Rum Babas-France #143
Rum Babas are individual yeast cakes soaked in a rum syrup, and topped with a chantilly cream. Sounds good to me.
Cake:
- 8 oz flour
- 7 g. Fast action yeast
- 1/2 tsp. Salt
- 50 g. Sugar, plus extra for lining tins
- 2 medium eggs
- 4-1/2 T. Milk
- 3-1/2 oz. butter, softened
Syrup:
- 9 oz. sugar
- 3-4 T. Dark Rum
Chantilly Cream:
- 9 fl. Oz.

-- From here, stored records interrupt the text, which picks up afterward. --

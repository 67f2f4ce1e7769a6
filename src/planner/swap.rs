//! Manual recipe swaps on an existing plan

use crate::error::{HearthError, Result};
use crate::planner::assigner::{FallbackTier, PlanDay, WeeklyPlan};
use crate::planner::recipe::{Recipe, RecipeCatalog};
use crate::planner::rules::{PlannerRules, Weekday};
use std::collections::HashSet;

fn dinner_day_index(plan: &WeeklyPlan, day: Weekday) -> Result<usize> {
    let index = plan
        .days()
        .iter()
        .position(|d| d.day == day)
        .ok_or_else(|| HearthError::InvalidPlanDay(format!("{} is not in the plan", day)))?;

    if !plan.days()[index].is_dinner() {
        return Err(HearthError::InvalidPlanDay(format!(
            "{} is a takeaway day and has no recipe to swap",
            day
        ))
        .into());
    }
    Ok(index)
}

/// Catalog recipes that could replace the dinner on `day`
///
/// Recipes already used anywhere in the plan are excluded.
///
/// # Errors
///
/// Returns `HearthError::InvalidPlanDay` if `day` is missing or a takeaway day
pub fn swap_options<'c>(
    plan: &WeeklyPlan,
    catalog: &'c RecipeCatalog,
    day: Weekday,
) -> Result<Vec<&'c Recipe>> {
    dinner_day_index(plan, day)?;

    let in_plan: HashSet<&str> = plan
        .days()
        .iter()
        .filter_map(|d| d.recipe.as_ref().map(|r| r.id.as_str()))
        .collect();

    Ok(catalog
        .recipes()
        .iter()
        .filter(|r| !in_plan.contains(r.id.as_str()))
        .collect())
}

/// Replace the dinner on `day` with the catalog recipe `recipe_id`
///
/// The swap always goes ahead and the day is annotated with the recipe it
/// replaced. The new recipe is then checked against `rules` and the day
/// records the tier it actually satisfies: `Strict` only when no rule is
/// broken, `RelaxedCategories` when it only clashes with the diversity
/// window, `AnyRecipe` otherwise.
///
/// # Errors
///
/// Returns `HearthError::InvalidPlanDay` if `day` cannot hold a recipe and
/// `HearthError::UnknownRecipe` if `recipe_id` is not in the catalog
pub fn apply_swap<'p>(
    plan: &'p mut WeeklyPlan,
    catalog: &RecipeCatalog,
    rules: &PlannerRules,
    day: Weekday,
    recipe_id: &str,
) -> Result<&'p PlanDay> {
    let index = dinner_day_index(plan, day)?;
    let replacement = catalog
        .get(recipe_id)
        .ok_or_else(|| HearthError::UnknownRecipe(recipe_id.to_string()))?
        .clone();

    let entry = &mut plan.days_mut()[index];
    let previous = entry
        .recipe
        .as_ref()
        .map(|r| r.name.clone())
        .unwrap_or_default();

    tracing::info!("Swapping {} on {} for {}", previous, day, replacement.name);

    entry.is_favorite = replacement.favorite;
    entry.recipe = Some(replacement);
    entry.note = Some(format!("Swapped from {}", previous));

    let tier = swap_tier(plan, index, rules);
    if tier != FallbackTier::Strict {
        tracing::warn!("Swap on {} breaks planner rules; recorded tier {:?}", day, tier);
    }
    plan.days_mut()[index].fallback_tier = tier;

    Ok(&plan.days()[index])
}

/// Tier satisfied by the dinner at `index` given the rest of the plan
fn swap_tier(plan: &WeeklyPlan, index: usize, rules: &PlannerRules) -> FallbackTier {
    let days = plan.days();
    let Some(recipe) = days[index].recipe.as_ref() else {
        return FallbackTier::Strict;
    };

    let fits_time = recipe.cooking_time_minutes <= rules.max_cooking_for(days[index].day);
    let fits_favorites = !recipe.favorite || favorite_rules_hold(plan, index, rules);

    // Dinners sharing a diversity window with this day; takeaways reset it
    let before = days[..index]
        .iter()
        .rev()
        .map_while(|d| d.recipe.as_ref())
        .take(rules.diversity_days);
    let after = days[index + 1..]
        .iter()
        .map_while(|d| d.recipe.as_ref())
        .take(rules.diversity_days);
    let window_conflict = before
        .chain(after)
        .any(|other| rules.categories_conflict(&recipe.category, &other.category));

    let adjacent = [
        index.checked_sub(1).and_then(|i| days[i].recipe.as_ref()),
        days.get(index + 1).and_then(|d| d.recipe.as_ref()),
    ];
    let repeats_neighbor = adjacent.iter().flatten().any(|other| {
        recipe
            .category
            .iter()
            .any(|c| other.category.iter().any(|o| o.eq_ignore_ascii_case(c)))
    });

    if fits_time && fits_favorites && !window_conflict {
        FallbackTier::Strict
    } else if fits_time && fits_favorites && !repeats_neighbor {
        FallbackTier::RelaxedCategories
    } else {
        FallbackTier::AnyRecipe
    }
}

/// Weekly quota and spacing for a favorite placed at `index`
fn favorite_rules_hold(plan: &WeeklyPlan, index: usize, rules: &PlannerRules) -> bool {
    let days = plan.days();
    let Some(recipe) = days[index].recipe.as_ref() else {
        return true;
    };
    let date = days[index].date;
    let min_gap = i64::from(rules.favorites.min_days_between);

    if plan.favorite_count() > rules.favorites.max_per_week {
        return false;
    }

    let last_used_ok = recipe
        .last_used_date
        .map_or(true, |last| (date - last).num_days() >= min_gap);
    let spaced_in_plan = days.iter().enumerate().all(|(i, other)| {
        i == index
            || other.recipe.as_ref().map_or(true, |r| r.id != recipe.id)
            || (date - other.date).num_days().abs() >= min_gap
    });

    last_used_ok && spaced_in_plan
}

Double cream
- 3-1/2 oz. confectioners’ sugar
- 1 vanilla pod, seeds out
- Cake: Place the flour in a large bowl.
- Place the yeast on one side of the bowl and the salt on the other. (Make sure the salt is not placed on top of the yeast, as it can kill it, making it inactive).
- Add the sugar and stir everything together with a spoon until evenly mixed.
- Mix together the milk and eggs until well combined.
- Add 3/4 of the combined eggs and milk to the flour and stir to combine.
- Mix in the rest of the liquid and knead the dough on a worktop until it’s smooth and glossy, this will take approximately 10 minutes.
- Add in the softened butter and work it through the dough thoroughly until it’s silky and stretchy. This should take approximately 6 minutes.
- Place the dough back into a bowl and cover with cling film. Set the dough aside to rise for at least an hour, until doubled in size.
- Grease and sugar the four 11cm/4-1/2” fluted rum baba tins. Adding sugar will help the fragile sponges come out of the mounds.
- Turn the dough out of the bowl, and knock it back by kneading it a few times.
- Place the dough into a piping bag with a large plain nozzle. Pipe the dough into the four mounds. Try and get them all as equal as possible.
- Preheat oven 350F.
- Allow to prove for a second time until the dough has expanded almost to the top. Be careful not to over-prove at this stage, or you will get a muffin top around the edges.
- Bake in the preheated oven for about 20-25 minutes.
- Syrup: Put the sugar and rum in a small saucepan with 7 oz. of water and bring to a rolling boil.
- When the babas are cooked, take them out of the oven and allow to cool a little before carefully removing the cakes from their tins. They will be very fragile.
- Place the babas onto a dish and pour over half the syrup. allow them to soak up all of the liquid; then turn them over and repeat with the rest of the liquid. Transfer to the fridge to chill.
- Chantilly Cream: Whip the cream with confectioners’ sugar and vanilla seeds. The cream must be firm enough to pipe and hold its shape on top of the babas. Transfer the cream to a piping bag and keep in the fridge until needed.
- To serve, pipe the Chantilly cream, using a star nozzle, into the middle of the babas. Garnish with the mixed fruit.
Results: These little cakes were very good. Once more this is a recipe that requires special pans. Once more I didn’t have or buy them. Instead I used Créeme Brûlée pots, which worked just fine. I didn’t need to pipe the cake batter into the pots. I also didn’t pipe the chantilly cream on top of the cakes. No one knew the difference.
Bottom Line: I don’t think I will make these again but you never know. We all agreed that they tasted good, especially chilled. The rum flavor is not very strong. However, that’s easily remedied, just add more.